#### Source data

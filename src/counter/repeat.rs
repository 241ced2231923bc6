//! Repeat policies
//!
//! A counter is emitted until its policy says stop. `Exact` counts down;
//! the min-fill kinds count down too but keep going until the placement that
//! reaches (or passes) the count also closes a row, box or sheet. The layout
//! engine is the only caller of [`RepeatPolicy::added_one`].
use serde::Serialize;

#[derive(Debug, Clone, Copy, PartialEq, Eq, Serialize)]
#[serde(rename_all = "kebab-case")]
pub enum RepeatKind {
    Exact,
    MinFillRow,
    MinFillBox,
    MinFillSheet,
}

/// Which boundaries the last placement closed.
#[derive(Debug, Clone, Copy, Default, PartialEq, Eq, Serialize)]
pub struct Boundaries {
    pub last_on_row: bool,
    pub last_in_box: bool,
    pub last_on_sheet: bool,
}

#[derive(Debug, Clone, PartialEq, Eq, Serialize)]
pub struct RepeatPolicy {
    kind: RepeatKind,
    count: i64,
    remaining: i64,
    keep_going: bool,
}

impl RepeatPolicy {
    pub fn new(kind: RepeatKind, count: i64) -> Self {
        RepeatPolicy {
            kind,
            count,
            remaining: count,
            keep_going: kind != RepeatKind::Exact,
        }
    }

    pub fn exact(count: i64) -> Self {
        Self::new(RepeatKind::Exact, count)
    }

    pub fn kind(&self) -> RepeatKind {
        self.kind
    }

    /// The count the policy was created with.
    pub fn count(&self) -> i64 {
        self.count
    }

    pub fn remaining(&self) -> i64 {
        self.remaining
    }

    pub fn can_add_another(&self) -> bool {
        self.remaining > 0 || self.keep_going
    }

    pub fn added_one(&mut self, boundaries: Boundaries) {
        self.remaining -= 1;
        let closed = match self.kind {
            RepeatKind::Exact => true,
            RepeatKind::MinFillRow => boundaries.last_on_row,
            RepeatKind::MinFillBox => boundaries.last_in_box,
            RepeatKind::MinFillSheet => boundaries.last_on_sheet,
        };
        if closed && self.remaining <= 0 {
            self.keep_going = false;
        }
    }

    /// A fresh copy with the original count, used for backs.
    pub fn restarted(&self) -> Self {
        Self::new(self.kind, self.count)
    }
}

impl Default for RepeatPolicy {
    fn default() -> Self {
        Self::exact(1)
    }
}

########

* Directions *
Search the entries for the string "RepeatPolicy" and return each line where it turns up.

* Solution to this task *
//! engine is the only caller of [`RepeatPolicy::added_one`].
pub struct RepeatPolicy {
impl RepeatPolicy {
        RepeatPolicy {
impl Default for RepeatPolicy {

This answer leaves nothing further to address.